Your instructions — Only lines containing the string "AppState" belong in the answer; find them in the records and copy them.

►

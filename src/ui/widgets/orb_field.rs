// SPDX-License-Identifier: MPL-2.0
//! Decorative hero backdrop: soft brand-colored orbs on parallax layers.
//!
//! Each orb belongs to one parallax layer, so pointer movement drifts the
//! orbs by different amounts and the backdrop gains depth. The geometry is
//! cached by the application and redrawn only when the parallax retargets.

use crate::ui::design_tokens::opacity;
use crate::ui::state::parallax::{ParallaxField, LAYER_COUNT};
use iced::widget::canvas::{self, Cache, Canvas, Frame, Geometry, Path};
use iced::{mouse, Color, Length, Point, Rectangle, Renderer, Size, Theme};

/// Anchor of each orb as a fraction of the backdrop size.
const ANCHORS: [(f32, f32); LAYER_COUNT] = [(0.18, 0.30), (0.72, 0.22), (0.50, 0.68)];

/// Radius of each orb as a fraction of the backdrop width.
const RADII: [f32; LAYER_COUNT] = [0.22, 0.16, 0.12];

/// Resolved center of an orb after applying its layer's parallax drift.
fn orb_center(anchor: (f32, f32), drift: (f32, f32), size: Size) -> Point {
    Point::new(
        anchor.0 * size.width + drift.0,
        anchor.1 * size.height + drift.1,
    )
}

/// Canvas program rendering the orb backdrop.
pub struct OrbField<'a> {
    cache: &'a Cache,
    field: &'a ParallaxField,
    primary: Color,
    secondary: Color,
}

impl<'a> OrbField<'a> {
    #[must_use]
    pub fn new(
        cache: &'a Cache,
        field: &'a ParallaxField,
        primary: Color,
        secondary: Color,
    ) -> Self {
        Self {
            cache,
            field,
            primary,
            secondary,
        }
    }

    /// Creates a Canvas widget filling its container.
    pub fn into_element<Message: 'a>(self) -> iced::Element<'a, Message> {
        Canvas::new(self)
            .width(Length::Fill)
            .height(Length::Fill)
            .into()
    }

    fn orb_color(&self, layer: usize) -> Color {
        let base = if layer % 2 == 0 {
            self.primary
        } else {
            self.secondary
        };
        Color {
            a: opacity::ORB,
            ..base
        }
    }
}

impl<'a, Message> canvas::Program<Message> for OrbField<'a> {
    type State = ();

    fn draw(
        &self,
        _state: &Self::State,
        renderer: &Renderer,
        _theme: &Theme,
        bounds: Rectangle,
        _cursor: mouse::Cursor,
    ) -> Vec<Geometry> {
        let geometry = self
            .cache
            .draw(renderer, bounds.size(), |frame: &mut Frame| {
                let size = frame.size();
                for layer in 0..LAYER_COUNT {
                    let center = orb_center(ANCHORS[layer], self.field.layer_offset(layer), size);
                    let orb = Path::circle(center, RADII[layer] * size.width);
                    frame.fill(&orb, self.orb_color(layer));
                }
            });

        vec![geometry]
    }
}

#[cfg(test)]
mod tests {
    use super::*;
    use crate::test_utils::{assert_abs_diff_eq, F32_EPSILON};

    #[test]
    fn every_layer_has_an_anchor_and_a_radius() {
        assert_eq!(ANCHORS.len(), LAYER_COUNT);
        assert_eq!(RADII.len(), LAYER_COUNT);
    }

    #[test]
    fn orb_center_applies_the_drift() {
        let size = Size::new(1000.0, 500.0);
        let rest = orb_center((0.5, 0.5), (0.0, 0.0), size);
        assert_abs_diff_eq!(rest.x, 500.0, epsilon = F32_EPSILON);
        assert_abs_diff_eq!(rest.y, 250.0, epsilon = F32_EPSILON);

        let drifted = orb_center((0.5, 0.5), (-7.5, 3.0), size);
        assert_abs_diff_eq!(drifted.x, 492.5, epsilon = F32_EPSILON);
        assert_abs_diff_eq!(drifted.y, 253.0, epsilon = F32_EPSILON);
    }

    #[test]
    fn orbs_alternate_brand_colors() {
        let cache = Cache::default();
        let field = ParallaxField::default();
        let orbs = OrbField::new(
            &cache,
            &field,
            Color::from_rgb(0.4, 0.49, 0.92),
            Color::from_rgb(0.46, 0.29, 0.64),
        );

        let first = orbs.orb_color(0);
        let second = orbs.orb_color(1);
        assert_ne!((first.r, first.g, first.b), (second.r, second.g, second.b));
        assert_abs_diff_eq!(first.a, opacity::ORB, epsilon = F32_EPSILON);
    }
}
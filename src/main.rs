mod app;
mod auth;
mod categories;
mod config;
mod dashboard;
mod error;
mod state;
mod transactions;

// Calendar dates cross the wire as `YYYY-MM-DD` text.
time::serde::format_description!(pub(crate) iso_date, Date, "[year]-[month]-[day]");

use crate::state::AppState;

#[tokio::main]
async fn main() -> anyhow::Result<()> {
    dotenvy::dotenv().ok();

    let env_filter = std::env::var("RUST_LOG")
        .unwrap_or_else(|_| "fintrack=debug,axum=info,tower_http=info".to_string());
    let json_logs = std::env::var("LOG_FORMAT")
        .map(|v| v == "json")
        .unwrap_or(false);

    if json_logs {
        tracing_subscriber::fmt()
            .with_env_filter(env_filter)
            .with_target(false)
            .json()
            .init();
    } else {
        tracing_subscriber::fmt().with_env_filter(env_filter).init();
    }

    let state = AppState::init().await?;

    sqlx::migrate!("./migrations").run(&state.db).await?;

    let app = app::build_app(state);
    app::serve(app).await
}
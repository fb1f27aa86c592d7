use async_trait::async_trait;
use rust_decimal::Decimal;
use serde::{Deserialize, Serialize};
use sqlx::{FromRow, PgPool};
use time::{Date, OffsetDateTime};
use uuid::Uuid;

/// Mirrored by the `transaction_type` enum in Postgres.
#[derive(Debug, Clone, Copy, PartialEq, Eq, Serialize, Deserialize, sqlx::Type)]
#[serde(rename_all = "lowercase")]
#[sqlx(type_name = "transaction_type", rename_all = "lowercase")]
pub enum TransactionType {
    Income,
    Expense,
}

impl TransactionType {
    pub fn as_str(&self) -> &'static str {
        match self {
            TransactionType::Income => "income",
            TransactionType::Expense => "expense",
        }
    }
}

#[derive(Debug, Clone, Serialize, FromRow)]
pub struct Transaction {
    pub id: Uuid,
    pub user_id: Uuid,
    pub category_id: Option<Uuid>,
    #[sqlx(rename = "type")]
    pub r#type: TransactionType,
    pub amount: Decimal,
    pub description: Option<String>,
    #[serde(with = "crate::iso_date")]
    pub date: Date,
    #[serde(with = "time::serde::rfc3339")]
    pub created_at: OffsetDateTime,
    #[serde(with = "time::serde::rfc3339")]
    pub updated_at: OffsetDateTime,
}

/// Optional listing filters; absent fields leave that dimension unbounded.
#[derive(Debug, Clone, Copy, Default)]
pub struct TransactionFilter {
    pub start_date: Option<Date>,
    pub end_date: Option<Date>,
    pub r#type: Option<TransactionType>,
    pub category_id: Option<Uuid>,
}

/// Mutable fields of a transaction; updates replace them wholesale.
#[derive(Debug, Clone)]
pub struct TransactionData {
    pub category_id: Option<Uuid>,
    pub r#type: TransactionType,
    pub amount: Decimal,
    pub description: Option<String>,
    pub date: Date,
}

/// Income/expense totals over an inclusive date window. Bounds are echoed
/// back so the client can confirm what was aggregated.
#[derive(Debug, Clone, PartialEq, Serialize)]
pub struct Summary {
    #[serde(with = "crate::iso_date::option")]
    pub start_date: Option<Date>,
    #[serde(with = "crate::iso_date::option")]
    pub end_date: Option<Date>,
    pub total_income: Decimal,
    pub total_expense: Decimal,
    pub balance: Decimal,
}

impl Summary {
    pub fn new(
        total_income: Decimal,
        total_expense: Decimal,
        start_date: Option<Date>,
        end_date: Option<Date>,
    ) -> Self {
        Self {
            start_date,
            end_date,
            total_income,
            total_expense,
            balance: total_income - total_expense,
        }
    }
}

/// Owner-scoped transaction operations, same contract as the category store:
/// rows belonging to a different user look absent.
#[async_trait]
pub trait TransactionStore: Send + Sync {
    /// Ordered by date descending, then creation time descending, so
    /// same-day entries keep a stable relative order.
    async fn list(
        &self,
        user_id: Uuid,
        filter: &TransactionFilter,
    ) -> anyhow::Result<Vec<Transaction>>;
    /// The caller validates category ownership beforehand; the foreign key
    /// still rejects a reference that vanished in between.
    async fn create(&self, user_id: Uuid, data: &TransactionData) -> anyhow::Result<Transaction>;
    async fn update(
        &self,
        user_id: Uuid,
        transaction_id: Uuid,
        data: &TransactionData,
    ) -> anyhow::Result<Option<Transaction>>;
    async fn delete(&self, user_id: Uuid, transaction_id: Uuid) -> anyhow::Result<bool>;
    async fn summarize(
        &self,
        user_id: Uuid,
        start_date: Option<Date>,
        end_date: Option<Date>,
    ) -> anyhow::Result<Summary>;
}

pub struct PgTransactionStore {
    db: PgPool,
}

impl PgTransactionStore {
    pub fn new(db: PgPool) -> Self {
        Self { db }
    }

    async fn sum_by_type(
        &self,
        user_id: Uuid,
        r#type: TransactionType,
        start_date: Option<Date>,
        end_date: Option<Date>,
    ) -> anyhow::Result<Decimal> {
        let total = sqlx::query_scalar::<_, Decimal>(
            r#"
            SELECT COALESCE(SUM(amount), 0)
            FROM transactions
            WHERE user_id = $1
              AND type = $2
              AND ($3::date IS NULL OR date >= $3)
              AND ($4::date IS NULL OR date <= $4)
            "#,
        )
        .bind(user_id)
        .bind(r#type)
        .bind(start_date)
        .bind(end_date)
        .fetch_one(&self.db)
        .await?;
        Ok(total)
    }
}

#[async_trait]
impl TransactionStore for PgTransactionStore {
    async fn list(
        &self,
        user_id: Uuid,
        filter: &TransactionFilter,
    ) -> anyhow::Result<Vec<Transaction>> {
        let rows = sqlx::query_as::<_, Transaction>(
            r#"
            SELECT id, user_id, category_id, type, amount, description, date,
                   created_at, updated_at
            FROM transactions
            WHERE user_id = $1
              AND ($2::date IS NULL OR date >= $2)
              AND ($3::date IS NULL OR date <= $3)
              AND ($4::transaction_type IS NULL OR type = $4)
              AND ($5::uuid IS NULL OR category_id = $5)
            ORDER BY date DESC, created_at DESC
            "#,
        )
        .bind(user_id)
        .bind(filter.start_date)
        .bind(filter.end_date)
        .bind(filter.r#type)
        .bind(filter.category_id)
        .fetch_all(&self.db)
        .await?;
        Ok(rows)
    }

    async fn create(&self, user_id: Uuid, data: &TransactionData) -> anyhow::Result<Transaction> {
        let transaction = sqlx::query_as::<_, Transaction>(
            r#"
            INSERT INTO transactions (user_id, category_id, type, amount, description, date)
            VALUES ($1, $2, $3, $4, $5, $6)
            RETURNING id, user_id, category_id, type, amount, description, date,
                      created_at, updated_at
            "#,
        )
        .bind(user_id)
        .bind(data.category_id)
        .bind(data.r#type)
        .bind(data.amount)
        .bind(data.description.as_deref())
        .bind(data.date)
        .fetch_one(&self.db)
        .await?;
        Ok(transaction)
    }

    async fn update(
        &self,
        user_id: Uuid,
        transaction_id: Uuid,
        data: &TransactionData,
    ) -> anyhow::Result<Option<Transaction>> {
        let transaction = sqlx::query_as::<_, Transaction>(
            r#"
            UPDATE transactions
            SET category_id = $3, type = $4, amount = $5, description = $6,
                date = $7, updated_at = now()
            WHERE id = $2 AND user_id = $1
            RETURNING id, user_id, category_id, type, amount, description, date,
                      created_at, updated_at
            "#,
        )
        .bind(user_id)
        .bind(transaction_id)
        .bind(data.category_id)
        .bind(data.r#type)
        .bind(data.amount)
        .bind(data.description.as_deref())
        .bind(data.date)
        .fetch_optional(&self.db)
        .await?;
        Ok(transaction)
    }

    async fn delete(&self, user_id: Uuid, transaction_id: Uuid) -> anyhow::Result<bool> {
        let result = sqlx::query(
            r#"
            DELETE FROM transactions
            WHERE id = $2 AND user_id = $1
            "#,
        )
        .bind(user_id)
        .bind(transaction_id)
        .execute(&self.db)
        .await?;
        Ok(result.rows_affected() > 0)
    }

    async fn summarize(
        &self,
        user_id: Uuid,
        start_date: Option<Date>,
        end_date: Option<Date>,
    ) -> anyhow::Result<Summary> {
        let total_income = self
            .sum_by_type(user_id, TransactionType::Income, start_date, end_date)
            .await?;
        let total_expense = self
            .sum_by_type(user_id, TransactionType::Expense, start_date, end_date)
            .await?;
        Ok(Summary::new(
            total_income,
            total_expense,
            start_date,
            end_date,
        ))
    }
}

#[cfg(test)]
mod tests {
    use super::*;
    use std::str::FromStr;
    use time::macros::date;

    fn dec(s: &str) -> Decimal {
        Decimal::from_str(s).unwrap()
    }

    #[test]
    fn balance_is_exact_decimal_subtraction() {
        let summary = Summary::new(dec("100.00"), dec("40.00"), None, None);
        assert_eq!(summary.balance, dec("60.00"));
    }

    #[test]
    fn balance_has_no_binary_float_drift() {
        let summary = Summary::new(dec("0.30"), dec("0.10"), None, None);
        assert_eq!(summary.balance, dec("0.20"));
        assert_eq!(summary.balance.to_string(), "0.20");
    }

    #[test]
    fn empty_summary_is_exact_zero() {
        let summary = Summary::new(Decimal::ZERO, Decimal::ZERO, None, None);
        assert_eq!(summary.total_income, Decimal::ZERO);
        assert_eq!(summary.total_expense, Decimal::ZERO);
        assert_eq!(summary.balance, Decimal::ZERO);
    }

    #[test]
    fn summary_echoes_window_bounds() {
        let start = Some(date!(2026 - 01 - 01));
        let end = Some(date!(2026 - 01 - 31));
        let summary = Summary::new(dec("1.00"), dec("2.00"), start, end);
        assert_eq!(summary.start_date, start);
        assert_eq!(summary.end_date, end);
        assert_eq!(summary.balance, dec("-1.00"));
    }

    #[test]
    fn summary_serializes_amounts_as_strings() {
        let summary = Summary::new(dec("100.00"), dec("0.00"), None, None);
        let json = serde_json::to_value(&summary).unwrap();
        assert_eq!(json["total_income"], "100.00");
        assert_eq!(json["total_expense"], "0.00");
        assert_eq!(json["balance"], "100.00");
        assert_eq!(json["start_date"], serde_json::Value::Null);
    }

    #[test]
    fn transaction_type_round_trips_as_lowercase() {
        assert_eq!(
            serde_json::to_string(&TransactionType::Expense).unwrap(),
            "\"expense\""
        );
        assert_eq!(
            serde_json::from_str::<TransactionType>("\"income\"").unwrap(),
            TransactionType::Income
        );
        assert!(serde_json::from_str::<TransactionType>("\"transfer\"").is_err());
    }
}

◄

Exercise result —
use crate::state::AppState;
    let state = AppState::init().await?;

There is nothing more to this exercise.